The iPod Touch 7th Gen 256GB is still worth a very respectable $100 with a depreciation rate of 74.9%. The 32GB version is worth $57 with the lowest depreciation rate of all iPods at 71.4% (in good condition)
Average Depreciation Across Ranges
The charts above take a sample of iPod models and tracks their pricing over the past 6 months. The data illustrates that resale value across these iPods has remained fairly static over the last 6 months. There is some positive news in that there has been a slight uptick in value recovery in the days since Apple has announced that the iPod will be discontinued. Notably, the iPod Nano 7th Gen 16GB has seen value recovery of 13.4% since Apple’s announcement and the iPod Touch 5th Gen 16GB a value increase of 3.1%. The news has clearly caused some buyers to increase the value of some of the iPod lines. Overall the value appreciation across some key lines is just under 3% (2.9%) Good news but nothing major to line your pockets. There may be some further improvement over time.
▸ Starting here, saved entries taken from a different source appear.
//! Target document errors
//!
//! Failures reading or writing a target JSON document. Validation problems are
//! never reported here; they go into the editor's error map.

use std::path::PathBuf;
use thiserror::Error;

/// Errors loading or saving a target document
#[derive(Error, Debug)]
pub enum TargetError {
    /// The document could not be read or written
    #[error("Failed to access target file {path:?}: {error}")]
    Io { path: PathBuf, error: String },

    /// The document is not a valid target
    #[error("Invalid target JSON: {0}")]
    Json(#[from] serde_json::Error),
}

/// Result type for target document operations
pub type TargetResult<T> = Result<T, TargetError>;
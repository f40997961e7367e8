//! Validation error map
//!
//! Validation never fails with an `Err`: every problem is a user-correctable
//! message keyed by the field (or draft) it belongs to.

use serde::Serialize;
use std::collections::BTreeMap;

/// Keys used in the error map
pub mod keys {
    pub const DRUID_DS: &str = "druidDS";
    pub const QUERY_TYPE: &str = "queryType";
    pub const CUSTOM_GRANULARITY: &str = "customGranularity";
    pub const MAX_DATA_POINTS: &str = "maxDataPoints";
    pub const LIMIT: &str = "limit";
    pub const THRESHOLD: &str = "threshold";
    pub const GROUP_BY: &str = "groupBy";
    pub const DIMENSION: &str = "dimension";
    pub const DRUID_METRIC: &str = "druidMetric";
    pub const AGGREGATORS: &str = "aggregators";
    pub const CURRENT_FILTER: &str = "currentFilter";
    pub const CURRENT_AGGREGATOR: &str = "currentAggregator";
    pub const CURRENT_POST_AGGREGATOR: &str = "currentPostAggregator";
}

/// Field name -> message
#[derive(Debug, Clone, Default, PartialEq, Eq, Serialize)]
#[serde(transparent)]
pub struct ErrorMap(BTreeMap<String, String>);

impl ErrorMap {
    pub fn new() -> Self {
        Self::default()
    }

    /// Record a message for a field, replacing any earlier one
    pub fn insert(&mut self, field: &str, message: impl Into<String>) {
        self.0.insert(field.to_string(), message.into());
    }

    pub fn get(&self, field: &str) -> Option<&str> {
        self.0.get(field).map(String::as_str)
    }

    pub fn contains(&self, field: &str) -> bool {
        self.0.contains_key(field)
    }

    pub fn is_empty(&self) -> bool {
        self.0.is_empty()
    }

    pub fn len(&self) -> usize {
        self.0.len()
    }

    /// Iterate in field-name order
    pub fn iter(&self) -> impl Iterator<Item = (&str, &str)> {
        self.0.iter().map(|(k, v)| (k.as_str(), v.as_str()))
    }
}

impl std::fmt::Display for ErrorMap {
    fn fmt(&self, f: &mut std::fmt::Formatter<'_>) -> std::fmt::Result {
        for (i, (field, message)) in self.iter().enumerate() {
            if i > 0 {
                writeln!(f)?;
            }
            write!(f, "{}: {}", field, message)?;
        }
        Ok(())
    }
}
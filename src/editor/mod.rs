//! Query Editor
//!
//! Stateful editing over a [`QueryTarget`] owned by the caller. The editor
//! keeps the add-mode flags for every draft slot and the latest error map;
//! the target itself is passed in by reference to every operation.
//!
//! # Draft workflow
//!
//! Each list (filters, aggregators, post-aggregators, select dimensions,
//! select metrics, scan columns) follows the same steps:
//!
//! 1. `add_*` once: enter add mode so the caller shows the draft inputs
//! 2. The caller edits the draft on the target (`current_filter`, ...)
//! 3. `add_*` again: validate and, if the draft passes, move it onto the list
//! 4. `clear_current_*` drops the draft, `edit_*` pulls an entry back into it,
//!    `remove_*` deletes an entry
//!
//! Filters, aggregators and post-aggregators only commit when their draft
//! validates; the name lists commit unconditionally.
//!
//! Every mutating operation returns the fresh error map and invokes the
//! refresh hook, if one is installed, so the host can re-run the query.
//!
//! # Example
//!
//! ```rust
//! use druidq::editor::QueryEditor;
//! use druidq::target::QueryTarget;
//!
//! let mut editor = QueryEditor::default();
//! let mut target = QueryTarget::new().with_datasource("wikipedia");
//! editor.init(&mut target);
//!
//! editor.add_aggregator(&mut target); // show the inputs
//! target.current_aggregator.name = Some("rows".to_string());
//! editor.add_aggregator(&mut target); // commit
//!
//! assert_eq!(target.aggregators.len(), 1);
//! ```

mod staging;

pub use staging::{DraftKind, StagingModes};

use crate::target::{ArithmeticFn, ArithmeticOrdering, EditorDefaults, Granularity, QueryTarget};
use crate::validate::{validate_target, ErrorMap, ValidatorRegistry};
use staging::{
    AggregatorSlot, DraftSlot, FilterSlot, PostAggregatorSlot, ScanColumnSlot,
    SelectDimensionSlot, SelectMetricSlot,
};

/// Called with the target after each mutation
pub type RefreshHook = Box<dyn FnMut(&QueryTarget) + Send>;

/// Editing session state for one query target
pub struct QueryEditor {
    registry: ValidatorRegistry,
    defaults: EditorDefaults,
    modes: StagingModes,
    errors: ErrorMap,
    refresh: Option<RefreshHook>,
}

impl QueryEditor {
    /// Create an editor that seeds targets with `defaults`
    pub fn new(defaults: EditorDefaults) -> Self {
        Self {
            registry: ValidatorRegistry::new(),
            defaults,
            modes: StagingModes::default(),
            errors: ErrorMap::new(),
            refresh: None,
        }
    }

    /// Install a hook invoked after every mutation
    pub fn with_refresh(mut self, hook: impl FnMut(&QueryTarget) + Send + 'static) -> Self {
        self.refresh = Some(Box::new(hook));
        self
    }

    /// Prepare a target for editing
    ///
    /// Seeds unset fields from the defaults, leaves every slot idle and
    /// computes the initial error map. The refresh hook is not called.
    pub fn init(&mut self, target: &mut QueryTarget) -> &ErrorMap {
        self.defaults.seed(target);
        self.modes = StagingModes::default();
        self.errors = self.validate_target(target);
        tracing::debug!(
            query_type = target.query_type.as_deref().unwrap_or(""),
            errors = self.errors.len(),
            "editor initialized"
        );
        &self.errors
    }

    /// Validate the whole target against the current add modes
    pub fn validate_target(&self, target: &mut QueryTarget) -> ErrorMap {
        validate_target(&self.registry, target, self.modes.active_drafts())
    }

    /// Re-validate after the caller edited a field directly
    pub fn target_blur(&mut self, target: &mut QueryTarget) -> &ErrorMap {
        let errors = self.validate_target(target);
        self.publish(errors, target)
    }

    /// Latest error map
    pub fn errors(&self) -> &ErrorMap {
        &self.errors
    }

    pub fn modes(&self) -> &StagingModes {
        &self.modes
    }

    pub fn is_adding(&self, kind: DraftKind) -> bool {
        self.modes.is_adding(kind)
    }

    pub fn registry(&self) -> &ValidatorRegistry {
        &self.registry
    }

    pub fn defaults(&self) -> &EditorDefaults {
        &self.defaults
    }

    /// Arithmetic functions offered for post-aggregators
    pub fn arithmetic_fns(&self) -> Vec<&'static str> {
        ArithmeticFn::names()
    }

    /// Orderings offered for arithmetic post-aggregators
    pub fn arithmetic_orderings(&self) -> Vec<&'static str> {
        ArithmeticOrdering::names()
    }

    /// Granularities offered when overriding
    pub fn granularities(&self) -> Vec<&'static str> {
        Granularity::names()
    }

    // Filters

    pub fn add_filter(&mut self, target: &mut QueryTarget) -> &ErrorMap {
        self.add::<FilterSlot>(target)
    }

    pub fn edit_filter(&mut self, target: &mut QueryTarget, index: usize) -> &ErrorMap {
        self.edit::<FilterSlot>(target, index)
    }

    pub fn remove_filter(&mut self, target: &mut QueryTarget, index: usize) -> &ErrorMap {
        self.remove::<FilterSlot>(target, index)
    }

    pub fn clear_current_filter(&mut self, target: &mut QueryTarget) -> &ErrorMap {
        self.clear::<FilterSlot>(target)
    }

    // Aggregators

    pub fn add_aggregator(&mut self, target: &mut QueryTarget) -> &ErrorMap {
        self.add::<AggregatorSlot>(target)
    }

    pub fn edit_aggregator(&mut self, target: &mut QueryTarget, index: usize) -> &ErrorMap {
        self.edit::<AggregatorSlot>(target, index)
    }

    pub fn remove_aggregator(&mut self, target: &mut QueryTarget, index: usize) -> &ErrorMap {
        self.remove::<AggregatorSlot>(target, index)
    }

    pub fn clear_current_aggregator(&mut self, target: &mut QueryTarget) -> &ErrorMap {
        self.clear::<AggregatorSlot>(target)
    }

    // Post-aggregators

    pub fn add_post_aggregator(&mut self, target: &mut QueryTarget) -> &ErrorMap {
        self.add::<PostAggregatorSlot>(target)
    }

    pub fn edit_post_aggregator(&mut self, target: &mut QueryTarget, index: usize) -> &ErrorMap {
        self.edit::<PostAggregatorSlot>(target, index)
    }

    pub fn remove_post_aggregator(&mut self, target: &mut QueryTarget, index: usize) -> &ErrorMap {
        self.remove::<PostAggregatorSlot>(target, index)
    }

    pub fn clear_current_post_aggregator(&mut self, target: &mut QueryTarget) -> &ErrorMap {
        self.clear::<PostAggregatorSlot>(target)
    }

    // Select dimensions

    pub fn add_select_dimension(&mut self, target: &mut QueryTarget) -> &ErrorMap {
        self.add::<SelectDimensionSlot>(target)
    }

    pub fn remove_select_dimension(&mut self, target: &mut QueryTarget, index: usize) -> &ErrorMap {
        self.remove::<SelectDimensionSlot>(target, index)
    }

    pub fn clear_current_select_dimension(&mut self, target: &mut QueryTarget) -> &ErrorMap {
        self.clear::<SelectDimensionSlot>(target)
    }

    // Select metrics

    pub fn add_select_metric(&mut self, target: &mut QueryTarget) -> &ErrorMap {
        self.add::<SelectMetricSlot>(target)
    }

    pub fn remove_select_metric(&mut self, target: &mut QueryTarget, index: usize) -> &ErrorMap {
        self.remove::<SelectMetricSlot>(target, index)
    }

    pub fn clear_current_select_metric(&mut self, target: &mut QueryTarget) -> &ErrorMap {
        self.clear::<SelectMetricSlot>(target)
    }

    // Scan columns

    pub fn add_scan_column(&mut self, target: &mut QueryTarget) -> &ErrorMap {
        self.add::<ScanColumnSlot>(target)
    }

    pub fn remove_scan_column(&mut self, target: &mut QueryTarget, index: usize) -> &ErrorMap {
        self.remove::<ScanColumnSlot>(target, index)
    }

    pub fn clear_current_scan_column(&mut self, target: &mut QueryTarget) -> &ErrorMap {
        self.clear::<ScanColumnSlot>(target)
    }

    // Slot transitions

    fn add<S: DraftSlot>(&mut self, target: &mut QueryTarget) -> &ErrorMap {
        if !self.modes.is_adding(S::KIND) {
            self.modes.set(S::KIND, true);
            tracing::debug!(draft = %S::KIND, "add mode enabled");
            return &self.errors;
        }

        if let Some(gate) = S::GATE {
            let errors = self.validate_target(target);
            if let Some(message) = errors.get(gate) {
                tracing::debug!(draft = %S::KIND, error = %message, "draft rejected");
                return self.publish(errors, target);
            }
        }

        let draft = std::mem::replace(S::draft(target), S::blank());
        S::list(target).push(draft);
        self.modes.set(S::KIND, false);
        tracing::debug!(
            draft = %S::KIND,
            committed = S::list(target).len(),
            "draft committed"
        );

        self.target_blur(target)
    }

    fn edit<S: DraftSlot>(&mut self, target: &mut QueryTarget, index: usize) -> &ErrorMap {
        let list = S::list(target);
        if index >= list.len() {
            tracing::warn!(draft = %S::KIND, index, len = list.len(), "edit index out of range");
            return &self.errors;
        }

        let entry = list.remove(index);
        *S::draft(target) = entry;
        self.modes.set(S::KIND, true);
        tracing::debug!(draft = %S::KIND, index, "entry moved to draft");
        &self.errors
    }

    fn remove<S: DraftSlot>(&mut self, target: &mut QueryTarget, index: usize) -> &ErrorMap {
        let list = S::list(target);
        if index < list.len() {
            list.remove(index);
            tracing::debug!(draft = %S::KIND, index, "entry removed");
        } else {
            tracing::warn!(draft = %S::KIND, index, len = list.len(), "remove index out of range");
        }
        self.target_blur(target)
    }

    fn clear<S: DraftSlot>(&mut self, target: &mut QueryTarget) -> &ErrorMap {
        *S::draft(target) = S::blank();
        self.modes.set(S::KIND, false);
        self.target_blur(target)
    }

    fn publish(&mut self, errors: ErrorMap, target: &QueryTarget) -> &ErrorMap {
        self.errors = errors;
        if let Some(refresh) = self.refresh.as_mut() {
            refresh(target);
        }
        &self.errors
    }
}

impl Default for QueryEditor {
    fn default() -> Self {
        Self::new(EditorDefaults::default())
    }
}

impl std::fmt::Debug for QueryEditor {
    fn fmt(&self, f: &mut std::fmt::Formatter<'_>) -> std::fmt::Result {
        f.debug_struct("QueryEditor")
            .field("defaults", &self.defaults)
            .field("modes", &self.modes)
            .field("errors", &self.errors)
            .field("refresh", &self.refresh.is_some())
            .finish()
    }
}
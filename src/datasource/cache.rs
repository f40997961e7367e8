//! Coalescing lookup cache
//!
//! Callers asking for the same key while a fetch is in flight wait on that
//! fetch instead of starting their own. Resolved values are served from memory
//! until invalidated. A failed fetch leaves the entry empty so the next caller
//! retries.

use std::collections::HashMap;
use std::future::Future;
use std::hash::Hash;
use std::sync::Arc;
use tokio::sync::{Mutex, OnceCell};

pub struct LookupCache<K, V> {
    entries: Mutex<HashMap<K, Arc<OnceCell<V>>>>,
}

impl<K, V> LookupCache<K, V>
where
    K: Eq + Hash,
    V: Clone,
{
    pub fn new() -> Self {
        Self {
            entries: Mutex::new(HashMap::new()),
        }
    }

    /// Return the cached value for `key`, running `fetch` at most once at a time
    pub async fn get_or_fetch<F, Fut, E>(&self, key: K, fetch: F) -> Result<V, E>
    where
        F: FnOnce() -> Fut,
        Fut: Future<Output = Result<V, E>>,
    {
        let cell = {
            let mut entries = self.entries.lock().await;
            Arc::clone(entries.entry(key).or_default())
        };

        if let Some(value) = cell.get() {
            tracing::trace!("lookup cache hit");
            return Ok(value.clone());
        }

        let value = cell.get_or_try_init(fetch).await?;
        Ok(value.clone())
    }

    /// Drop the entry for `key`
    pub async fn invalidate(&self, key: &K) {
        self.entries.lock().await.remove(key);
    }

    /// Drop every entry
    pub async fn clear(&self) {
        self.entries.lock().await.clear();
    }
}

impl<K, V> Default for LookupCache<K, V>
where
    K: Eq + Hash,
    V: Clone,
{
    fn default() -> Self {
        Self::new()
    }
}
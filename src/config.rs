//! Configuration System
//!
//! Handles loading configuration from files and environment variables.
//! Supports TOML config files and environment variable overrides.

use crate::datasource::BrokerConfig;
use crate::target::EditorDefaults;
use serde::Deserialize;
use std::path::{Path, PathBuf};

/// Main configuration structure
#[derive(Debug, Clone, Default, Deserialize)]
pub struct Config {
    #[serde(default)]
    pub broker: BrokerConfig,

    #[serde(default)]
    pub editor: EditorDefaults,

    #[serde(default)]
    pub logging: LoggingConfig,
}

/// Logging configuration
#[derive(Debug, Clone, Deserialize)]
pub struct LoggingConfig {
    #[serde(default = "default_log_level")]
    pub level: String,

    #[serde(default = "default_log_format")]
    pub format: String,
}

fn default_log_level() -> String {
    "info".to_string()
}

fn default_log_format() -> String {
    "pretty".to_string()
}

impl Default for LoggingConfig {
    fn default() -> Self {
        Self {
            level: default_log_level(),
            format: default_log_format(),
        }
    }
}

impl Config {
    /// Load configuration from a file
    pub fn load(path: &Path) -> Result<Self, ConfigError> {
        let content = std::fs::read_to_string(path).map_err(|e| ConfigError::Io {
            path: path.to_path_buf(),
            error: e.to_string(),
        })?;

        let config: Config = toml::from_str(&content).map_err(|e| ConfigError::Parse {
            path: path.to_path_buf(),
            error: e.to_string(),
        })?;

        Ok(config)
    }

    /// Load configuration from environment variables only
    pub fn from_env() -> Self {
        let mut config = Config::default();
        config.apply_env_overrides();
        config
    }

    /// Load configuration with environment variable overrides
    pub fn load_with_env(path: &Path) -> Result<Self, ConfigError> {
        let mut config = Self::load(path)?;
        config.apply_env_overrides();
        Ok(config)
    }

    /// Load from default locations or environment
    pub fn load_default() -> Self {
        let config_paths = [
            dirs::config_dir().map(|p| p.join("druidq").join("config.toml")),
            Some(PathBuf::from("./druidq.toml")),
        ];

        for path in config_paths.iter().flatten() {
            if path.exists() {
                match Self::load_with_env(path) {
                    Ok(config) => {
                        tracing::info!("Loaded config from {:?}", path);
                        return config;
                    }
                    Err(e) => {
                        tracing::warn!("Failed to load config from {:?}: {}", path, e);
                    }
                }
            }
        }

        tracing::info!("Using default config with environment overrides");
        Self::from_env()
    }

    /// Apply environment variable overrides to an existing config
    pub fn apply_env_overrides(&mut self) {
        self.apply_overrides(|key| std::env::var(key).ok());
    }

    fn apply_overrides(&mut self, var: impl Fn(&str) -> Option<String>) {
        // Broker overrides
        if let Some(url) = var("DRUIDQ_BROKER_URL") {
            self.broker.url = url;
        }
        if let Some(timeout) = var("DRUIDQ_TIMEOUT_MS") {
            match timeout.parse() {
                Ok(ms) => self.broker.request_timeout_ms = ms,
                Err(_) => tracing::warn!(value = %timeout, "ignoring invalid DRUIDQ_TIMEOUT_MS"),
            }
        }

        // Logging overrides
        if let Some(level) = var("DRUIDQ_LOG_LEVEL") {
            self.logging.level = level;
        }
        if let Some(format) = var("DRUIDQ_LOG_FORMAT") {
            self.logging.format = format;
        }
    }
}

/// Configuration errors
#[derive(Debug, thiserror::Error)]
pub enum ConfigError {
    #[error("Failed to read config file {path:?}: {error}")]
    Io { path: PathBuf, error: String },

    #[error("Failed to parse config file {path:?}: {error}")]
    Parse { path: PathBuf, error: String },
}

/// Generate a default config file content
pub fn generate_default_config() -> String {
    r#"# druidq Configuration
#
# Environment variables override these settings:
# - DRUIDQ_BROKER_URL
# - DRUIDQ_TIMEOUT_MS
# - DRUIDQ_LOG_LEVEL
# - DRUIDQ_LOG_FORMAT

[broker]
# Druid broker URL
url = "http://localhost:8082"

# Request timeout (ms)
request_timeout_ms = 10000

# Share datasource and column lookups between typeahead requests
cache_lookups = true

[editor]
# Query type for new targets: timeseries, groupBy, topN or scan
query_type = "groupBy"

# Granularity used when overriding
custom_granularity = "hour"

# Seeded into targets that leave them unset
limit = 0
threshold = 10
max_string_bytes = 1024

[logging]
# Log level: trace, debug, info, warn, error
level = "info"

# Log format: pretty (for development) or json (for production)
format = "pretty"
"#
    .to_string()
}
To Sell or Not To Sell is the Question?
Pricing research indicates that over a long period of time iPods are likely to have less and less value, so if you need an extra $50 in your back pocket now is the time to sell your iPod. The good news is that over the next few weeks there may be a small increase in the resale values of some iPods following Apple’s announcement, so there is not a blind rush to make any decision to keep or sell. As there isn’t a huge amount of money ‘for the taking’ across the board, it may be a personal decision to hold onto your iPod and continue to use it as a second device, gift to your child as a music player or just keep hold of it for nostaligic reasons. SellCell predicts that depreciation, as with all Apple products, will continue to be quite slow and there may be a small increase in the resale value over the next few weeks, but not a lot!
SellCell analysed pricing data for iPod ranges from leading independent US iPod Buyers, considering the trade-in value from a wide range of models in “good” condition, to determine the value depreciation of the handsets from launch to 16/05/22.